Print exactly those lines that run from the beginning of the data to the line bearing "Site author name.", inclusive.

Stored data entries:

▬▬▬▬▬▬

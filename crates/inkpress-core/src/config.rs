//! Site configuration management.

use std::path::{Path, PathBuf};

use serde::{Deserialize, Serialize};

use crate::error::{CoreError, Result};

/// Main configuration structure for inkpress.
#[derive(Debug, Clone, Serialize, Deserialize)]
pub struct Config {
    /// Site-wide settings.
    pub site: SiteConfig,

    /// Input and output directories.
    #[serde(default)]
    pub dirs: DirsConfig,

    /// Stylesheet compilation settings.
    #[serde(default)]
    pub style: StyleConfig,

    /// Atom feed settings.
    #[serde(default)]
    pub feed: FeedConfig,

    /// Files and directories copied verbatim into the output.
    #[serde(default = "default_passthrough")]
    pub passthrough: Vec<PassthroughEntry>,

    /// Project root all relative paths resolve against.
    #[serde(skip)]
    pub root: PathBuf,
}

/// Site-wide configuration.
#[derive(Debug, Clone, Serialize, Deserialize)]
pub struct SiteConfig {
    /// Site title.
    pub title: String,

    /// Base URL for the site (e.g., "https://example.com").
    pub base_url: String,

    /// Language code used in page markup and the feed.
    #[serde(default = "default_language")]
    pub language: String,

    /// Site description for meta tags.
    #[serde(default)]
    pub description: Option<String>,

    /// Site author name.
    #[serde(default)]
    pub author: Option<String>,
}

/// Directory layout, relative to the project root.
#[derive(Debug, Clone, Serialize, Deserialize)]
pub struct DirsConfig {
    /// Content input directory.
    #[serde(default = "default_input_dir")]
    pub input: String,

    /// Directory under `input` that holds layout partials, never rendered.
    #[serde(default = "default_includes_dir")]
    pub includes: String,

    /// Output directory for the generated site.
    #[serde(default = "default_output_dir")]
    pub output: String,
}

/// Stylesheet source and output pair.
#[derive(Debug, Clone, Serialize, Deserialize)]
pub struct StyleConfig {
    /// Whether the stylesheet hook runs before each build.
    #[serde(default = "default_true")]
    pub enabled: bool,

    /// SCSS source, relative to the project root.
    #[serde(default = "default_style_source")]
    pub source: String,

    /// Compiled CSS path, relative to the output directory.
    #[serde(default = "default_style_output")]
    pub output: String,

    /// Extra directories searched by `@use` and `@import`.
    #[serde(default)]
    pub load_paths: Vec<String>,
}

/// Atom feed configuration.
#[derive(Debug, Clone, Serialize, Deserialize)]
pub struct FeedConfig {
    /// Whether the feed is generated.
    #[serde(default = "default_true")]
    pub enabled: bool,

    /// Feed path, relative to the output directory.
    #[serde(default = "default_feed_path")]
    pub path: String,

    /// Collection whose items appear in the feed.
    #[serde(default = "default_feed_collection")]
    pub collection: String,

    /// Maximum number of entries.
    #[serde(default = "default_feed_limit")]
    pub limit: usize,

    /// Feed subtitle.
    #[serde(default)]
    pub subtitle: Option<String>,

    /// XSL stylesheet referenced from the feed, relative to the feed.
    #[serde(default = "default_feed_stylesheet")]
    pub stylesheet: Option<String>,
}

/// A single passthrough copy rule.
#[derive(Debug, Clone, PartialEq, Eq, Serialize, Deserialize)]
pub struct PassthroughEntry {
    /// Source file or directory, relative to the project root.
    pub from: String,

    /// Destination, relative to the output directory. Empty means the root.
    #[serde(default)]
    pub to: String,
}

// Default value functions
fn default_language() -> String {
    "en".to_string()
}

fn default_input_dir() -> String {
    "content".to_string()
}

fn default_includes_dir() -> String {
    "_includes".to_string()
}

fn default_output_dir() -> String {
    "_site".to_string()
}

fn default_true() -> bool {
    true
}

fn default_style_source() -> String {
    "css/_custom.scss".to_string()
}

fn default_style_output() -> String {
    "css/bootstrap.css".to_string()
}

fn default_feed_path() -> String {
    "feed/feed.xml".to_string()
}

fn default_feed_collection() -> String {
    "posts".to_string()
}

fn default_feed_limit() -> usize {
    10
}

fn default_feed_stylesheet() -> Option<String> {
    Some("pretty-atom-feed.xsl".to_string())
}

fn default_passthrough() -> Vec<PassthroughEntry> {
    vec![PassthroughEntry {
        from: "public".to_string(),
        to: String::new(),
    }]
}

impl Default for DirsConfig {
    fn default() -> Self {
        Self {
            input: default_input_dir(),
            includes: default_includes_dir(),
            output: default_output_dir(),
        }
    }
}

impl Default for StyleConfig {
    fn default() -> Self {
        Self {
            enabled: true,
            source: default_style_source(),
            output: default_style_output(),
            load_paths: Vec::new(),
        }
    }
}

impl Default for FeedConfig {
    fn default() -> Self {
        Self {
            enabled: true,
            path: default_feed_path(),
            collection: default_feed_collection(),
            limit: default_feed_limit(),
            subtitle: None,
            stylesheet: default_feed_stylesheet(),
        }
    }
}

impl Config {
    /// Create a configuration with defaults for everything but the site identity.
    pub fn new(title: impl Into<String>, base_url: impl Into<String>) -> Self {
        Self {
            site: SiteConfig {
                title: title.into(),
                base_url: base_url.into(),
                language: default_language(),
                description: None,
                author: None,
            },
            dirs: DirsConfig::default(),
            style: StyleConfig::default(),
            feed: FeedConfig::default(),
            passthrough: default_passthrough(),
            root: PathBuf::new(),
        }
    }

    /// Set the project root.
    #[must_use]
    pub fn with_root(mut self, root: impl Into<PathBuf>) -> Self {
        self.root = root.into();
        self
    }

    /// Load configuration from a TOML file.
    ///
    /// Relative paths in the file resolve against the file's directory.
    pub fn load(path: &Path) -> Result<Self> {
        if !path.exists() {
            return Err(CoreError::config(format!(
                "Configuration file not found: {}",
                path.display()
            )));
        }

        let content = std::fs::read_to_string(path)?;
        let mut config: Config = toml::from_str(&content).map_err(|e| {
            CoreError::config_with_source(
                format!("Failed to parse config file: {}", path.display()),
                e,
            )
        })?;
        config.root = root_of(path);

        config.validate()?;
        Ok(config)
    }

    /// Load configuration with `INKPRESS__SECTION__KEY` environment overrides.
    pub fn load_with_env(path: &Path) -> Result<Self> {
        if !path.exists() {
            return Err(CoreError::config(format!(
                "Configuration file not found: {}",
                path.display()
            )));
        }

        let settings = config::Config::builder()
            .add_source(config::File::from(path))
            .add_source(config::Environment::with_prefix("INKPRESS").separator("__"))
            .build()?;

        let mut config: Config = settings.try_deserialize()?;
        config.root = root_of(path);

        config.validate()?;
        Ok(config)
    }

    /// Validate the configuration.
    pub fn validate(&self) -> Result<()> {
        if self.site.title.is_empty() {
            return Err(CoreError::config("site.title cannot be empty"));
        }

        if self.site.base_url.is_empty() {
            return Err(CoreError::config("site.base_url cannot be empty"));
        }

        if self.dirs.output.trim().is_empty() {
            return Err(CoreError::config("dirs.output cannot be empty"));
        }

        if self.feed.enabled && self.feed.limit == 0 {
            return Err(CoreError::config("feed.limit must be at least 1"));
        }

        if self.site.base_url.ends_with('/') {
            tracing::warn!("site.base_url should not have a trailing slash");
        }

        Ok(())
    }

    /// Get the full URL for a path.
    pub fn url_for(&self, path: &str) -> String {
        let base = self.site.base_url.trim_end_matches('/');
        let path = path.trim_start_matches('/');
        format!("{base}/{path}")
    }

    /// Resolve a path relative to the project root.
    pub fn resolve(&self, relative: impl AsRef<Path>) -> PathBuf {
        self.root.join(relative)
    }

    /// Content input directory.
    pub fn input_dir(&self) -> PathBuf {
        self.resolve(&self.dirs.input)
    }

    /// Layout partials directory inside the input directory.
    pub fn includes_dir(&self) -> PathBuf {
        self.input_dir().join(&self.dirs.includes)
    }

    /// Output directory.
    pub fn output_dir(&self) -> PathBuf {
        self.resolve(&self.dirs.output)
    }

    /// SCSS source file.
    pub fn style_source(&self) -> PathBuf {
        self.resolve(&self.style.source)
    }

    /// Compiled CSS file.
    pub fn style_output(&self) -> PathBuf {
        self.output_dir().join(&self.style.output)
    }

    /// Site-relative URL of the compiled stylesheet.
    pub fn stylesheet_url(&self) -> String {
        format!("/{}", self.style.output.trim_start_matches('/'))
    }

    /// Site-relative URL of the feed.
    pub fn feed_url(&self) -> String {
        format!("/{}", self.feed.path.trim_start_matches('/'))
    }
}

fn root_of(path: &Path) -> PathBuf {
    path.parent().map(Path::to_path_buf).unwrap_or_default()
}

#[cfg(test)]
mod tests {
    use std::io::Write;

    use super::*;

    fn create_test_config() -> String {
        r#"
[site]
title = "Test Blog"
base_url = "https://example.com"
language = "de"
author = "Jane Doe"

[dirs]
input = "src"
output = "dist"

[style]
source = "styles/main.scss"
output = "assets/site.css"
load_paths = ["node_modules"]

[feed]
collection = "articles"
limit = 5
subtitle = "Notes and essays"

[[passthrough]]
from = "static"

[[passthrough]]
from = "src/feed/pretty-atom-feed.xsl"
to = "feed/pretty-atom-feed.xsl"
"#
        .to_string()
    }

    #[test]
    fn test_load_config() {
        let dir = tempfile::tempdir().expect("create temp dir");
        let config_path = dir.path().join("inkpress.toml");
        let mut file = std::fs::File::create(&config_path).expect("create file");
        file.write_all(create_test_config().as_bytes())
            .expect("write");

        let config = Config::load(&config_path).expect("load config");

        assert_eq!(config.site.title, "Test Blog");
        assert_eq!(config.site.language, "de");
        assert_eq!(config.site.author.as_deref(), Some("Jane Doe"));
        assert_eq!(config.dirs.input, "src");
        assert_eq!(config.dirs.includes, "_includes");
        assert_eq!(config.style.source, "styles/main.scss");
        assert_eq!(config.style.load_paths, vec!["node_modules"]);
        assert_eq!(config.feed.collection, "articles");
        assert_eq!(config.feed.limit, 5);
        assert_eq!(config.passthrough.len(), 2);
        assert_eq!(config.passthrough[0].to, "");
        assert_eq!(config.root, dir.path());
        assert_eq!(config.output_dir(), dir.path().join("dist"));
        assert_eq!(
            config.style_output(),
            dir.path().join("dist").join("assets/site.css")
        );
    }

    #[test]
    fn test_config_defaults() {
        let dir = tempfile::tempdir().expect("create temp dir");
        let config_path = dir.path().join("inkpress.toml");
        let minimal_config = r#"
[site]
title = "Minimal Site"
base_url = "https://example.com"
"#;
        std::fs::write(&config_path, minimal_config).expect("write");

        let config = Config::load(&config_path).expect("load config");

        assert_eq!(config.site.language, "en");
        assert_eq!(config.dirs.input, "content");
        assert_eq!(config.dirs.output, "_site");
        assert!(config.style.enabled);
        assert_eq!(config.style.source, "css/_custom.scss");
        assert_eq!(config.style.output, "css/bootstrap.css");
        assert!(config.feed.enabled);
        assert_eq!(config.feed.path, "feed/feed.xml");
        assert_eq!(config.feed.collection, "posts");
        assert_eq!(config.feed.limit, 10);
        assert_eq!(
            config.feed.stylesheet.as_deref(),
            Some("pretty-atom-feed.xsl")
        );
        assert_eq!(
            config.passthrough,
            vec![PassthroughEntry {
                from: "public".to_string(),
                to: String::new(),
            }]
        );
    }

    #[test]
    fn test_url_helpers() {
        let config = Config::new("Test", "https://example.com");

        assert_eq!(
            config.url_for("/posts/hello/"),
            "https://example.com/posts/hello/"
        );
        assert_eq!(
            config.url_for("posts/hello/"),
            "https://example.com/posts/hello/"
        );
        assert_eq!(config.stylesheet_url(), "/css/bootstrap.css");
        assert_eq!(config.feed_url(), "/feed/feed.xml");
    }

    #[test]
    fn test_config_validation_empty_title() {
        let config = Config::new("", "https://example.com");
        let err = config.validate().unwrap_err();
        assert!(err.to_string().contains("title cannot be empty"));
    }

    #[test]
    fn test_config_validation_zero_feed_limit() {
        let mut config = Config::new("Test", "https://example.com");
        config.feed.limit = 0;
        assert!(config.validate().is_err());

        config.feed.enabled = false;
        assert!(config.validate().is_ok());
    }

    #[test]
    fn test_config_not_found() {
        let result = Config::load(Path::new("/nonexistent/inkpress.toml"));
        assert!(result.is_err());
        assert!(result.unwrap_err().to_string().contains("not found"));
    }

    #[test]
    fn test_load_with_env_reads_file() {
        let dir = tempfile::tempdir().expect("create temp dir");
        let config_path = dir.path().join("inkpress.toml");
        std::fs::write(&config_path, create_test_config()).expect("write");

        let config = Config::load_with_env(&config_path).expect("load config");
        assert_eq!(config.site.title, "Test Blog");
        assert_eq!(config.feed.limit, 5);
        assert_eq!(config.root, dir.path());
    }
}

▬▬▬▬▬▬

_RESULT FOR THIS EXERCISE_:
filename crates/inkpress-core/src/config.rs
//! Site configuration management.

use std::path::{Path, PathBuf};

use serde::{Deserialize, Serialize};

use crate::error::{CoreError, Result};

/// Main configuration structure for inkpress.
#[derive(Debug, Clone, Serialize, Deserialize)]
pub struct Config {
    /// Site-wide settings.
    pub site: SiteConfig,

    /// Input and output directories.
    #[serde(default)]
    pub dirs: DirsConfig,

    /// Stylesheet compilation settings.
    #[serde(default)]
    pub style: StyleConfig,

    /// Atom feed settings.
    #[serde(default)]
    pub feed: FeedConfig,

    /// Files and directories copied verbatim into the output.
    #[serde(default = "default_passthrough")]
    pub passthrough: Vec<PassthroughEntry>,

    /// Project root all relative paths resolve against.
    #[serde(skip)]
    pub root: PathBuf,
}

/// Site-wide configuration.
#[derive(Debug, Clone, Serialize, Deserialize)]
pub struct SiteConfig {
    /// Site title.
    pub title: String,

    /// Base URL for the site (e.g., "https://example.com").
    pub base_url: String,

    /// Language code used in page markup and the feed.
    #[serde(default = "default_language")]
    pub language: String,

    /// Site description for meta tags.
    #[serde(default)]
    pub description: Option<String>,

    /// Site author name.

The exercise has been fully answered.